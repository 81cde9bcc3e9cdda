// Subscript and slice access

use super::check_length;
use crate::interpreter::errors::{ExceptionKind, RuntimeError};
use crate::memory::iter::{collect_values, iter_of};
use crate::memory::value::{DictMap, RangeValue, Value};
use crate::memory::MAX_SEQUENCE_LEN;
use std::cell::RefCell;

/// Evaluated `lower:upper:step`
#[derive(Debug, Clone, Copy, Default, PartialEq, Eq)]
pub struct SliceArgs {
    pub lower: Option<i64>,
    pub upper: Option<i64>,
    pub step: Option<i64>,
}

/// Evaluated subscript: a single key/index or a slice
#[derive(Debug, Clone)]
pub enum Subscript {
    Item(Value),
    Slice(SliceArgs),
}

/// A slice resolved against a sequence length
#[derive(Debug, Clone, Copy, PartialEq, Eq)]
struct SliceBounds {
    start: i64,
    step: i64,
    count: usize,
}

impl SliceBounds {
    fn positions(&self) -> impl Iterator<Item = usize> + '_ {
        (0..self.count).map(move |k| (self.start + k as i64 * self.step) as usize)
    }
}

fn resolve_slice(len: usize, slice: &SliceArgs) -> Result<SliceBounds, RuntimeError> {
    let len = len as i64;
    let step = slice.step.unwrap_or(1);
    if step == 0 {
        return Err(RuntimeError::value_error("slice step cannot be zero"));
    }

    let clamp = |bound: i64, low: i64, high: i64| -> i64 {
        let bound = if bound < 0 { bound.saturating_add(len) } else { bound };
        bound.clamp(low, high)
    };

    let (start, stop) = if step > 0 {
        (
            slice.lower.map_or(0, |b| clamp(b, 0, len)),
            slice.upper.map_or(len, |b| clamp(b, 0, len)),
        )
    } else {
        (
            slice.lower.map_or(len - 1, |b| clamp(b, -1, len - 1)),
            slice.upper.map_or(-1, |b| clamp(b, -1, len - 1)),
        )
    };

    let count = if step > 0 && start < stop {
        ((stop - start - 1) / step + 1) as usize
    } else if step < 0 && start > stop {
        ((start - stop - 1) / (-step) + 1) as usize
    } else {
        0
    };
    Ok(SliceBounds { start, step, count })
}

/// Map a possibly negative index into `0..len`
pub fn normalize_index(index: i64, len: usize) -> Option<usize> {
    let len = len as i64;
    let index = if index < 0 { index + len } else { index };
    if (0..len).contains(&index) {
        Some(index as usize)
    } else {
        None
    }
}

fn sequence_index(object: &Value, index: &Value, len: usize) -> Result<usize, RuntimeError> {
    let kind = match object {
        Value::Str(_) => "string",
        other => other.type_name(),
    };
    let n = match index {
        Value::Int(_) | Value::Bool(_) => index.as_int().unwrap_or(0),
        other => {
            return Err(RuntimeError::type_error(format!(
                "{} indices must be integers or slices, not {}",
                kind,
                other.type_name()
            )))
        }
    };
    normalize_index(n, len)
        .ok_or_else(|| RuntimeError::index_error(format!("{} index out of range", kind)))
}

/// `object[subscript]`
pub fn get_subscript(object: &Value, subscript: &Subscript) -> Result<Value, RuntimeError> {
    match subscript {
        Subscript::Item(index) => get_item(object, index),
        Subscript::Slice(slice) => get_slice(object, slice),
    }
}

fn get_item(object: &Value, index: &Value) -> Result<Value, RuntimeError> {
    match object {
        Value::List(items) => {
            let items = items.borrow();
            let i = sequence_index(object, index, items.len())?;
            Ok(items[i].clone())
        }
        Value::Tuple(items) => {
            let i = sequence_index(object, index, items.len())?;
            Ok(items[i].clone())
        }
        Value::Str(text) => {
            let len = text.chars().count();
            let i = sequence_index(object, index, len)?;
            Ok(text
                .chars()
                .nth(i)
                .map(|c| Value::str(c.to_string()))
                .unwrap_or_default())
        }
        Value::Range(range) => {
            let i = sequence_index(object, index, range.len()).map_err(|err| {
                if err.is_kind(ExceptionKind::IndexError) {
                    RuntimeError::index_error("range object index out of range")
                } else {
                    err
                }
            })?;
            Ok(range.get(i).map(Value::Int).unwrap_or_default())
        }
        Value::Dict(map) => {
            let key = index.to_key()?;
            map.borrow()
                .get(&key)
                .map(|(_, value)| value.clone())
                .ok_or_else(|| RuntimeError::key_error(index.clone()))
        }
        other => Err(RuntimeError::type_error(format!(
            "'{}' object is not subscriptable",
            other.type_name()
        ))),
    }
}

fn get_slice(object: &Value, slice: &SliceArgs) -> Result<Value, RuntimeError> {
    match object {
        Value::List(items) => {
            let items = items.borrow();
            let bounds = resolve_slice(items.len(), slice)?;
            Ok(Value::list(bounds.positions().map(|i| items[i].clone()).collect()))
        }
        Value::Tuple(items) => {
            let bounds = resolve_slice(items.len(), slice)?;
            Ok(Value::tuple(bounds.positions().map(|i| items[i].clone()).collect()))
        }
        Value::Str(text) => {
            let chars: Vec<char> = text.chars().collect();
            let bounds = resolve_slice(chars.len(), slice)?;
            Ok(Value::str(bounds.positions().map(|i| chars[i]).collect::<String>()))
        }
        Value::Range(range) => {
            let bounds = resolve_slice(range.len(), slice)?;
            let start = range.start + bounds.start * range.step;
            let step = range.step * bounds.step;
            Ok(Value::Range(RangeValue {
                start,
                stop: start + bounds.count as i64 * step,
                step,
            }))
        }
        Value::Dict(_) => Err(RuntimeError::type_error("unhashable type: 'slice'")),
        other => Err(RuntimeError::type_error(format!(
            "'{}' object is not subscriptable",
            other.type_name()
        ))),
    }
}

/// Insert into a dictionary, keeping the original key object of an existing entry
pub fn dict_insert(map: &RefCell<DictMap>, key: Value, value: Value) -> Result<(), RuntimeError> {
    let normalized = key.to_key()?;
    let mut map = map.borrow_mut();
    match map.get_mut(&normalized) {
        Some(entry) => entry.1 = value,
        None => {
            map.insert(normalized, (key, value));
        }
    }
    Ok(())
}

/// `object[subscript] = value`
pub fn set_subscript(
    object: &Value,
    subscript: &Subscript,
    value: Value,
) -> Result<(), RuntimeError> {
    match (object, subscript) {
        (Value::List(items), Subscript::Item(index)) => {
            let len = items.borrow().len();
            let i = sequence_index(object, index, len).map_err(|err| {
                if err.is_kind(ExceptionKind::IndexError) {
                    RuntimeError::index_error("list assignment index out of range")
                } else {
                    err
                }
            })?;
            items.borrow_mut()[i] = value;
            Ok(())
        }
        (Value::List(items), Subscript::Slice(slice)) => {
            let replacement = iterable_items(&value, "can only assign an iterable")?;
            let len = items.borrow().len();
            let bounds = resolve_slice(len, slice)?;
            if bounds.step == 1 {
                let start = bounds.start as usize;
                let end = start + bounds.count;
                check_length(len - bounds.count + replacement.len())?;
                items.borrow_mut().splice(start..end, replacement);
                return Ok(());
            }
            if replacement.len() != bounds.count {
                return Err(RuntimeError::value_error(format!(
                    "attempt to assign sequence of size {} to extended slice of size {}",
                    replacement.len(),
                    bounds.count
                )));
            }
            let mut items = items.borrow_mut();
            for (position, item) in bounds.positions().zip(replacement) {
                items[position] = item;
            }
            Ok(())
        }
        (Value::Dict(map), Subscript::Item(key)) => dict_insert(map, key.clone(), value),
        (Value::Dict(_), Subscript::Slice(_)) => {
            Err(RuntimeError::type_error("unhashable type: 'slice'"))
        }
        (other, _) => Err(RuntimeError::type_error(format!(
            "'{}' object does not support item assignment",
            other.type_name()
        ))),
    }
}

/// `del object[subscript]`
pub fn delete_subscript(object: &Value, subscript: &Subscript) -> Result<(), RuntimeError> {
    match (object, subscript) {
        (Value::List(items), Subscript::Item(index)) => {
            let len = items.borrow().len();
            let i = sequence_index(object, index, len).map_err(|err| {
                if err.is_kind(ExceptionKind::IndexError) {
                    RuntimeError::index_error("list assignment index out of range")
                } else {
                    err
                }
            })?;
            items.borrow_mut().remove(i);
            Ok(())
        }
        (Value::List(items), Subscript::Slice(slice)) => {
            let len = items.borrow().len();
            let bounds = resolve_slice(len, slice)?;
            let mut doomed: Vec<usize> = bounds.positions().collect();
            doomed.sort_unstable_by(|a, b| b.cmp(a));
            let mut items = items.borrow_mut();
            for position in doomed {
                items.remove(position);
            }
            Ok(())
        }
        (Value::Dict(map), Subscript::Item(key)) => {
            let normalized = key.to_key()?;
            map.borrow_mut()
                .shift_remove(&normalized)
                .map(|_| ())
                .ok_or_else(|| RuntimeError::key_error(key.clone()))
        }
        (other, _) => Err(RuntimeError::type_error(format!(
            "'{}' object doesn't support item deletion",
            other.type_name()
        ))),
    }
}

/// Collect an iterable value (no program code can run while doing so)
pub fn iterable_items(value: &Value, message: &str) -> Result<Vec<Value>, RuntimeError> {
    let iter = iter_of(value).ok_or_else(|| RuntimeError::type_error(message))?;
    collect_values(&iter, MAX_SEQUENCE_LEN)?.ok_or_else(RuntimeError::memory_error)
}

#[cfg(test)]
mod tests {
    use super::*;

    fn ints(values: &[i64]) -> Value {
        Value::list(values.iter().map(|n| Value::Int(*n)).collect())
    }

    fn slice(lower: Option<i64>, upper: Option<i64>, step: Option<i64>) -> Subscript {
        Subscript::Slice(SliceArgs { lower, upper, step })
    }

    #[test]
    fn test_negative_index() {
        let list = ints(&[1, 2, 3]);
        let item = get_subscript(&list, &Subscript::Item(Value::Int(-1))).unwrap();
        assert!(matches!(item, Value::Int(3)));

        let err = get_subscript(&list, &Subscript::Item(Value::Int(3))).unwrap_err();
        assert_eq!(err.to_string(), "IndexError: list index out of range");
    }

    #[test]
    fn test_slices() {
        let list = ints(&[0, 1, 2, 3, 4, 5]);
        let evens = get_subscript(&list, &slice(None, None, Some(2))).unwrap();
        assert!(evens.equals(&ints(&[0, 2, 4])).unwrap());

        let reversed = get_subscript(&list, &slice(None, None, Some(-1))).unwrap();
        assert!(reversed.equals(&ints(&[5, 4, 3, 2, 1, 0])).unwrap());

        let middle = get_subscript(&list, &slice(Some(-4), Some(-1), None)).unwrap();
        assert!(middle.equals(&ints(&[2, 3, 4])).unwrap());

        let text = get_subscript(&Value::str("hello"), &slice(Some(1), Some(100), None)).unwrap();
        assert_eq!(text.as_str(), Some("ello"));
    }

    #[test]
    fn test_range_slice_stays_lazy() {
        let range = Value::Range(RangeValue { start: 0, stop: 1_000_000_000_000, step: 1 });
        let tail = get_subscript(&range, &slice(Some(-2), None, None)).unwrap();
        assert!(tail.equals(&Value::Range(RangeValue {
            start: 999_999_999_998,
            stop: 1_000_000_000_000,
            step: 1
        }))
        .unwrap());
    }

    #[test]
    fn test_slice_assignment() {
        let list = ints(&[0, 1, 2, 3]);
        set_subscript(&list, &slice(Some(1), Some(3), None), ints(&[9])).unwrap();
        assert!(list.equals(&ints(&[0, 9, 3])).unwrap());

        let err = set_subscript(&list, &slice(None, None, Some(2)), ints(&[1])).unwrap_err();
        assert!(err.to_string().contains("extended slice of size 2"));
    }

    #[test]
    fn test_dict_access() {
        let dict = Value::dict(DictMap::new());
        set_subscript(&dict, &Subscript::Item(Value::str("a")), Value::Int(1)).unwrap();
        let value = get_subscript(&dict, &Subscript::Item(Value::str("a"))).unwrap();
        assert!(matches!(value, Value::Int(1)));

        let err = get_subscript(&dict, &Subscript::Item(Value::str("b"))).unwrap_err();
        assert_eq!(err.to_string(), "KeyError: 'b'");

        delete_subscript(&dict, &Subscript::Item(Value::str("a"))).unwrap();
        assert!(!dict.is_truthy());
    }

    #[test]
    fn test_immutable_targets() {
        let err = set_subscript(
            &Value::tuple(vec![Value::Int(1)]),
            &Subscript::Item(Value::Int(0)),
            Value::None,
        )
        .unwrap_err();
        assert_eq!(
            err.to_string(),
            "TypeError: 'tuple' object does not support item assignment"
        );
    }
}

**What this task involves**.
Reproduce each line of the entries in which the word "Copy" is found.

**Answer area**.
#[derive(Debug, Clone, Copy, Default, PartialEq, Eq)]
#[derive(Debug, Clone, Copy, PartialEq, Eq)]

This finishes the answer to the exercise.